Et, tirant de sa poche le sachet qui renfermait le basilic, il se hâta de le présenter à M. Gordon, qui l'ouvrit et perdit contenance. Son visage s'altéra, ses lèvres frémirent; mais il sut commander à la violence de son chagrin, et il dit à Raymond avec une douceur triste: "Veuillez restituer à miss Rovel cette pauvre plante de basilic, je ne dois rien garder qui lui ait appartenu." Il ajouta: "Adieu, monsieur, je ne vous en veux pas. Puisse votre conscience vous rendre le témoignage qu'en me parlant comme vous l'avez fait vous n'avez consulté que votre devoir de tuteur!"
Raymond reprit le chemin de Florence, le coeur combattu par des sentiments contraires, un peu froissé de la dernière parole de M. Gordon et d'une insinuation qu'il craignait de trop comprendre, certain d'avoir la conscience nette et qu'il avait fait une bonne action, confus toutefois comme s'il venait d'en commettre une mauvaise, se reprochant d'avoir été trop dur, en somme plus content que fâché, plus satisfait que repentant. Raymond se plaisait à croire qu'il ne demandait pas mieux que de trouver à Meg un bon parti, et cela était vrai en théorie, tant que cet introuvable parti était un être de raison, une entité métaphysique;--mais aussitôt qu'il prenait un corps et un visage, qu'il devenait italien, français, anglais, marquis, prince, ou qu'il s'appelait Gordon, notre difficile tuteur ne souffrait plus qu'on lui en parlât. On raconte que certain joaillier était fier d'un bijou merveilleux qu'il avait fabriqué lui-même. Il lui tardait de le bien vendre, et il le produisait à tout venant; mais faisait-on mine d'en vouloir, il soulevait des difficultés, et, le chaland parti, il se sentait chagriné à la fois et ravi que son trésor lui demeurât. On eût bien étonné Raymond en le comparant à ce joaillier, et pourtant il se prit à dire: "Ils sont plaisants; malgré ses défauts, ils la trouvent charmante, et ils ne se doutent pas que, sa beauté à part, ce qu'il y a en elle d'aimable et de précieux lui vient en droiture de l'Ermitage. Sa grâce était une pierre brute, c'est nous qui l'avons taillée et montée." Il en concluait qu'il avait le droit de marier miss Rovel à qui bon lui semblait, ou même de ne pas la marier du tout, et sa mauvaise humeur donnait au diable les chalands.

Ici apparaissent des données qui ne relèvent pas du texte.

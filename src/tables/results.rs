//! Canonical match results table.
//!
//! Independently sourced record of who beat whom, used only for lookup.
//! Rows keep their load order; every "first match" rule downstream depends
//! on it.

use anyhow::{Context, Result};
use chrono::NaiveDate;
use serde::Serialize;
use std::io::Read;
use std::path::Path;
use tracing::{debug, info, warn};

use super::schema::ColumnSchema;
use crate::archive::DateWindow;
use crate::config::SchemaConfig;

pub const RESULTS_REQUIRED_COLUMNS: [&str; 4] =
    ["winner_name", "loser_name", "tourney_name", "tourney_date"];

#[derive(Debug, Clone, PartialEq, Serialize)]
pub struct CanonicalMatchResult {
    pub winner_name: String,
    pub loser_name: String,
    pub tourney_name: String,
    pub match_date: NaiveDate,
    pub round: Option<String>,
    pub score: Option<String>,
}

impl CanonicalMatchResult {
    /// True when {winner, loser} equals {a, b} in either order
    pub fn involves_pair(&self, a: &str, b: &str) -> bool {
        (self.winner_name == a && self.loser_name == b)
            || (self.winner_name == b && self.loser_name == a)
    }
}

/// Caller-supplied tournament/date slice of the results table
#[derive(Debug, Clone, Default)]
pub struct ResultsWindow {
    /// Case-insensitive substring of the tournament name
    pub tournament: Option<String>,
    pub dates: Option<DateWindow>,
}

#[derive(Debug, Clone, Default)]
pub struct CanonicalResults {
    rows: Vec<CanonicalMatchResult>,
}

/// `YYYYMMDD` or `YYYY-MM-DD`
pub fn parse_result_date(raw: &str) -> Option<NaiveDate> {
    let raw = raw.trim();
    let raw = raw.strip_suffix(".0").unwrap_or(raw);
    NaiveDate::parse_from_str(raw, "%Y%m%d")
        .or_else(|_| NaiveDate::parse_from_str(raw, "%Y-%m-%d"))
        .ok()
}

impl CanonicalResults {
    pub fn from_rows(rows: Vec<CanonicalMatchResult>) -> Self {
        Self { rows }
    }

    pub fn load(path: &Path, schema: &SchemaConfig) -> Result<Self> {
        let file = std::fs::File::open(path)
            .with_context(|| format!("Failed to open results table {}", path.display()))?;
        let results = Self::from_reader(file, schema)
            .with_context(|| format!("Failed to load results table {}", path.display()))?;
        info!("Loaded {} canonical results from {}", results.len(), path.display());
        Ok(results)
    }

    pub fn from_reader<R: Read>(reader: R, schema: &SchemaConfig) -> Result<Self> {
        let mut csv_reader = csv::ReaderBuilder::new().flexible(true).from_reader(reader);
        let headers = csv_reader.headers()?.clone();
        let columns = ColumnSchema::new(&schema.results).resolve(
            &headers,
            &RESULTS_REQUIRED_COLUMNS,
            "canonical results table",
        )?;

        let mut rows = Vec::new();
        let mut skipped = 0usize;

        for (line, record) in csv_reader.records().enumerate() {
            let record = match record {
                Ok(record) => record,
                Err(e) => {
                    skipped += 1;
                    debug!("Skipping unreadable results row {}: {}", line + 2, e);
                    continue;
                }
            };

            let winner = columns.get(&record, "winner_name");
            let loser = columns.get(&record, "loser_name");
            let date = columns
                .get(&record, "tourney_date")
                .and_then(parse_result_date);

            let (Some(winner), Some(loser), Some(match_date)) = (winner, loser, date) else {
                skipped += 1;
                debug!(
                    "Skipping results row {}: missing names or unparsable date {:?}",
                    line + 2,
                    columns.get(&record, "tourney_date")
                );
                continue;
            };

            rows.push(CanonicalMatchResult {
                winner_name: winner.to_string(),
                loser_name: loser.to_string(),
                tourney_name: columns
                    .get(&record, "tourney_name")
                    .unwrap_or_default()
                    .to_string(),
                match_date,
                round: columns.get(&record, "round").map(str::to_string),
                score: columns.get(&record, "score").map(str::to_string),
            });
        }

        if skipped > 0 {
            warn!("Skipped {} results rows with missing names or dates", skipped);
        }

        Ok(Self { rows })
    }

    pub fn rows(&self) -> &[CanonicalMatchResult] {
        &self.rows
    }

    pub fn len(&self) -> usize {
        self.rows.len()
    }

    pub fn is_empty(&self) -> bool {
        self.rows.is_empty()
    }

    /// Rows inside the caller's tournament/date window, load order preserved
    pub fn filter_window(&self, window: &ResultsWindow) -> Self {
        let needle = window.tournament.as_ref().map(|t| t.to_lowercase());
        let rows = self
            .rows
            .iter()
            .filter(|row| {
                needle
                    .as_ref()
                    .map(|n| row.tourney_name.to_lowercase().contains(n.as_str()))
                    .unwrap_or(true)
            })
            .filter(|row| {
                window
                    .dates
                    .map(|w| w.contains(row.match_date))
                    .unwrap_or(true)
            })
            .cloned()
            .collect();
        Self { rows }
    }

    /// First row (load order) whose winner/loser pair equals {a, b}
    pub fn find_pair(&self, a: &str, b: &str) -> Option<&CanonicalMatchResult> {
        self.rows.iter().find(|row| row.involves_pair(a, b))
    }
}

Dès qu'il fut arrivé à Florence, il se rendit aux Cascine, où lady Rovel et sa fille avaient coutume de se promener sur les cinq heures. Il aperçut leur voiture arrêtée au milieu d'un rond-point. Deux cavaliers et trois piétons, faisant cercle autour d'une portière, présentaient leurs hommages à lady Rovel, qui, enveloppée dans ses fourrures, leur répondait d'un air distrait, avec une politesse un peu courte. Meg avait mis pied à terre pour jaser un moment avec deux jeunes filles de ses amies. Elle les quitta sans façon en apercevant son tuteur qui se dirigeait de son côté, et s'avançant à sa rencontre: "Eh bien! lui cria-t-elle d'une voix saccadée.
--Je reviens à l'instant de la chartreuse, lui répondit-il.